А как глубоко понимала Александра Осиповна художническую душу Гоголя, обычно скрытые глубоко состояния её, из которых и вырастают  произведения! Однажды Николай Васильевич устроил для своего «доброго ангела» чудесную экскурсию по Риму. Она полностью была созвучна с его «Римом», этим лучшим описанием в мировой литературе «вечного города».

Вот воспоминание Смирновой о той экскурсии. Она уже самим стилем своим открывает нашему пониманию истоки той вещи Гоголя, «Рима», и причину того, почему он долгие годы писал о России именно в Италии:

            «Никто не знал лучше Рима (лучше Гоголя)… Не было итальянского историка или хроникёра, которого бы он не прочёл, не было латинского писателя, которого бы он не знал… Он сам мне говорил, что в Риме, в одном только Риме он мог глядеть в глаза всему грустному и безотрадному и не испытывать тоски и томления… И точно, в Риме есть что-то примиряющее человека с человечеством. Слава языческого мира там погребена так великолепно; на великолепных развалинах воздвигся другой Рим, христианский, который сперва облекся в смирение в лице мучеников или молчаливых отшельников в катакомбах, но впоследствии веков, заражённый тою же гордынею своих предков, начал погребаться с древним Римом. Развалина материальная и развалина духовная – вот что был он в 40-х годах, но всё над ним то же голубое небо, то же яркое, тёплое, но не палящее солнце, та же синяя ночь с сиянием звёзд, тот же благотворный воздух, не тревожный, как неаполитанский, но успокаивающий. И столько красоты и величия в воспоминаниях не примиряет ли нас с человечеством? Остаётся благодарность Провидению, которое позволило всякому принести плод свой во время своё, и, гуляя по развалинам, убеждаешься без горечи, что народы, царства, так же как и всякая личность, преходящи».
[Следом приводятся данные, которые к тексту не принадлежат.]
//! Generates the Global Descriptor Table of a kernel image.

use std::path::PathBuf;
use std::process::ExitCode;

use anyhow::Result;
use clap::Parser;
use log::info;
use x86_boot_tables::cli::{self, Verbosity};
use x86_boot_tables::elf::Kernel;
use x86_boot_tables::gdt::Gdt;

#[derive(Parser)]
#[command(name = "gen-gdt", about = "Generate the GDT binary of a kernel image")]
struct Cli {
	/// Input kernel binary.
	#[arg(short, long)]
	kernel: PathBuf,

	/// Output GDT binary.
	#[arg(short, long = "output-gdt")]
	output: PathBuf,

	#[command(flatten)]
	verbosity: Verbosity,
}

impl Cli {
	fn run(self) -> Result<()> {
		let bytes = cli::read_kernel(&self.kernel)?;
		let kernel = Kernel::parse(&bytes)?;
		let gdt = Gdt::from_symbols(&kernel.symbols()?)?;

		info!("writing {} GDT entries", gdt.num_entries());
		cli::write_output(&self.output, gdt.to_bytes())
	}
}

fn main() -> ExitCode {
	let cli = Cli::parse();
	cli.verbosity.init_logger();
	cli::report("gen-gdt", cli.run())
}
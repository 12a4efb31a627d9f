//! Synthetic kernel images for driving the generators.

#![allow(dead_code)]

use std::path::{Path, PathBuf};

use anyhow::Result;
use xshell::{Shell, TempDir};

const SHT_PROGBITS: u32 = 1;
const SHT_SYMTAB: u32 = 2;
const SHT_STRTAB: u32 = 3;
const SHF_WRITE_ALLOC: u64 = 0x3;
const SHN_ABS: u16 = 0xfff1;
const STB_GLOBAL_STT_OBJECT: u8 = 0x11;

struct Section {
	name: String,
	addr: u64,
	data: Vec<u8>,
}

struct Symbol {
	name: String,
	value: u64,
	size: u64,
}

/// Writes minimal relocatable-free ELF images with sections and symbols.
pub struct ElfBuilder {
	is_64: bool,
	sections: Vec<Section>,
	symbols: Vec<Symbol>,
}

/// Byte sink honouring the ELF class for address-sized fields.
struct Writer {
	is_64: bool,
	buf: Vec<u8>,
}

impl Writer {
	fn u8(&mut self, value: u8) {
		self.buf.push(value);
	}

	fn u16(&mut self, value: u16) {
		self.buf.extend_from_slice(&value.to_le_bytes());
	}

	fn u32(&mut self, value: u32) {
		self.buf.extend_from_slice(&value.to_le_bytes());
	}

	fn u64(&mut self, value: u64) {
		self.buf.extend_from_slice(&value.to_le_bytes());
	}

	/// An `Elf32_Addr`/`Elf32_Off`/`Elf32_Word` or its 64-bit counterpart.
	fn addr(&mut self, value: u64) {
		if self.is_64 {
			self.u64(value);
		} else {
			self.u32(value as u32);
		}
	}

	fn align(&mut self, align: usize) {
		while self.buf.len() % align != 0 {
			self.buf.push(0);
		}
	}
}

#[derive(Default)]
struct Shdr {
	name: u32,
	sh_type: u32,
	flags: u64,
	addr: u64,
	offset: u64,
	size: u64,
	link: u32,
	info: u32,
	entsize: u64,
}

impl Shdr {
	fn write(&self, out: &mut Writer) {
		out.u32(self.name);
		out.u32(self.sh_type);
		out.addr(self.flags);
		out.addr(self.addr);
		out.addr(self.offset);
		out.addr(self.size);
		out.u32(self.link);
		out.u32(self.info);
		out.addr(if self.sh_type == SHT_SYMTAB { 8 } else { 1 });
		out.addr(self.entsize);
	}
}

struct Strtab(Vec<u8>);

impl Strtab {
	fn new() -> Self {
		Self(vec![0])
	}

	fn add(&mut self, name: &str) -> u32 {
		let offset = self.0.len() as u32;
		self.0.extend_from_slice(name.as_bytes());
		self.0.push(0);
		offset
	}
}

impl ElfBuilder {
	pub fn elf32() -> Self {
		Self {
			is_64: false,
			sections: Vec::new(),
			symbols: Vec::new(),
		}
	}

	pub fn elf64() -> Self {
		Self {
			is_64: true,
			..Self::elf32()
		}
	}

	pub fn section(mut self, name: &str, addr: u64, data: Vec<u8>) -> Self {
		self.sections.push(Section {
			name: name.to_string(),
			addr,
			data,
		});
		self
	}

	pub fn symbol(mut self, name: &str, value: u64, size: u64) -> Self {
		self.symbols.push(Symbol {
			name: name.to_string(),
			value,
			size,
		});
		self
	}

	/// Adds a Kconfig pseudo-symbol.
	pub fn config(self, name: &str, value: u64) -> Self {
		self.symbol(name, value, 0)
	}

	fn section_index(&self, addr: u64) -> u16 {
		self.sections
			.iter()
			.position(|section| {
				section.addr <= addr && addr < section.addr + section.data.len() as u64
			})
			.map_or(SHN_ABS, |i| i as u16 + 1)
	}

	pub fn build(&self) -> Vec<u8> {
		let is_64 = self.is_64;
		let (ehsize, shentsize, symentsize) = if is_64 { (64, 64, 24) } else { (52, 40, 16) };

		let mut out = Writer {
			is_64,
			buf: vec![0; ehsize],
		};

		// Section contents
		let mut offsets = Vec::new();
		for section in &self.sections {
			out.align(8);
			offsets.push(out.buf.len() as u64);
			out.buf.extend_from_slice(&section.data);
		}

		// Symbol table
		let mut strtab = Strtab::new();
		let mut symtab = Writer {
			is_64,
			buf: vec![0; symentsize],
		};
		for symbol in &self.symbols {
			let name = strtab.add(&symbol.name);
			let shndx = self.section_index(symbol.value);
			if is_64 {
				symtab.u32(name);
				symtab.u8(STB_GLOBAL_STT_OBJECT);
				symtab.u8(0);
				symtab.u16(shndx);
				symtab.u64(symbol.value);
				symtab.u64(symbol.size);
			} else {
				symtab.u32(name);
				symtab.u32(symbol.value as u32);
				symtab.u32(symbol.size as u32);
				symtab.u8(STB_GLOBAL_STT_OBJECT);
				symtab.u8(0);
				symtab.u16(shndx);
			}
		}
		out.align(8);
		let symtab_offset = out.buf.len() as u64;
		out.buf.extend_from_slice(&symtab.buf);

		let strtab_offset = out.buf.len() as u64;
		out.buf.extend_from_slice(&strtab.0);

		let mut shstrtab = Strtab::new();
		let names = self
			.sections
			.iter()
			.map(|section| shstrtab.add(&section.name))
			.collect::<Vec<_>>();
		let symtab_name = shstrtab.add(".symtab");
		let strtab_name = shstrtab.add(".strtab");
		let shstrtab_name = shstrtab.add(".shstrtab");
		let shstrtab_offset = out.buf.len() as u64;
		out.buf.extend_from_slice(&shstrtab.0);

		// Section header table
		out.align(8);
		let shoff = out.buf.len() as u64;
		let symtab_index = self.sections.len() as u32 + 1;
		Shdr::default().write(&mut out);
		for ((section, name), offset) in self.sections.iter().zip(&names).zip(&offsets) {
			Shdr {
				name: *name,
				sh_type: SHT_PROGBITS,
				flags: SHF_WRITE_ALLOC,
				addr: section.addr,
				offset: *offset,
				size: section.data.len() as u64,
				..Shdr::default()
			}
			.write(&mut out);
		}
		Shdr {
			name: symtab_name,
			sh_type: SHT_SYMTAB,
			offset: symtab_offset,
			size: symtab.buf.len() as u64,
			link: symtab_index + 1,
			info: 1,
			entsize: symentsize as u64,
			..Shdr::default()
		}
		.write(&mut out);
		Shdr {
			name: strtab_name,
			sh_type: SHT_STRTAB,
			offset: strtab_offset,
			size: strtab.0.len() as u64,
			..Shdr::default()
		}
		.write(&mut out);
		Shdr {
			name: shstrtab_name,
			sh_type: SHT_STRTAB,
			offset: shstrtab_offset,
			size: shstrtab.0.len() as u64,
			..Shdr::default()
		}
		.write(&mut out);
		let shnum = self.sections.len() as u16 + 4;

		// ELF header
		let mut header = Writer {
			is_64,
			buf: Vec::new(),
		};
		header.buf.extend_from_slice(b"\x7fELF");
		header.u8(if is_64 { 2 } else { 1 });
		header.u8(1); // little-endian
		header.u8(1); // EV_CURRENT
		header.buf.resize(16, 0);
		header.u16(2); // ET_EXEC
		header.u16(if is_64 { 62 } else { 3 });
		header.u32(1);
		header.addr(0); // e_entry
		header.addr(0); // e_phoff
		header.addr(shoff);
		header.u32(0);
		header.u16(ehsize as u16);
		header.u16(if is_64 { 56 } else { 32 });
		header.u16(0);
		header.u16(shentsize);
		header.u16(shnum);
		header.u16(shnum - 1);
		assert_eq!(header.buf.len(), ehsize);
		out.buf[..ehsize].copy_from_slice(&header.buf);

		out.buf
	}

	/// File offset at which the contents of section `name` start.
	pub fn section_offset(&self, name: &str) -> usize {
		let ehsize: usize = if self.is_64 { 64 } else { 52 };
		let mut offset = ehsize;
		for section in &self.sections {
			offset = offset.next_multiple_of(8);
			if section.name == name {
				return offset;
			}
			offset += section.data.len();
		}
		panic!("no section {name} in image");
	}
}

/// A scratch directory with a kernel image in it.
pub struct Workspace {
	pub sh: Shell,
	pub dir: TempDir,
}

impl Workspace {
	pub fn new() -> Result<Self> {
		let sh = Shell::new()?;
		let dir = sh.create_temp_dir()?;
		sh.change_dir(dir.path());
		Ok(Self { sh, dir })
	}

	pub fn path(&self, name: &str) -> PathBuf {
		self.dir.path().join(name)
	}

	pub fn write_kernel(&self, image: &ElfBuilder) -> Result<PathBuf> {
		let path = self.path("zephyr_pre.elf");
		self.sh.write_file(&path, image.build())?;
		Ok(path)
	}

	pub fn read(&self, path: &Path) -> Result<Vec<u8>> {
		Ok(self.sh.read_binary_file(path)?)
	}
}

pub fn u32_at(buf: &[u8], offset: usize) -> u32 {
	u32::from_le_bytes(buf[offset..offset + 4].try_into().unwrap())
}

pub fn u64_at(buf: &[u8], offset: usize) -> u64 {
	u64::from_le_bytes(buf[offset..offset + 8].try_into().unwrap())
}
            Именно тогда в Италии у Гоголя и Смирновой начался поворот к вере, вырастание в ней и стремление полнее жить по учению Христову. Это связало их ещё теснее в общем строе, стремлении душ. А весна в Ницце тысяча восемьсот сорок четвёртого года явится кульминацией этой духовной дружбы, уже целиком стоящей на вере. Именно тогда Смирнова открывала ему тайны своего сердца без ложного стеснения, а Гоголь становился для неё наставником. Теперь они держались друг за друга как брат с сестрой во Христе.

            Впереди ждёт их ещё ряд расставаний и дорогих встреч. Николай Михайлович Смирнов, уже произведённый при дворе в камергеры, переходит на службу в министерство внутренних дел. Он назначен калужским губернатором (закончит свою карьеру гражданским губернатором Санкт-Петербурга). Вернувшийся в Россию Гоголь вместе со Смирновыми отправляется в Калугу. Не раз он будет жить в их доме и ездить в Оптину пустынь, просить у святого старца Макария благословения постричься в монахи и даже надоедать ему,  получая отказы.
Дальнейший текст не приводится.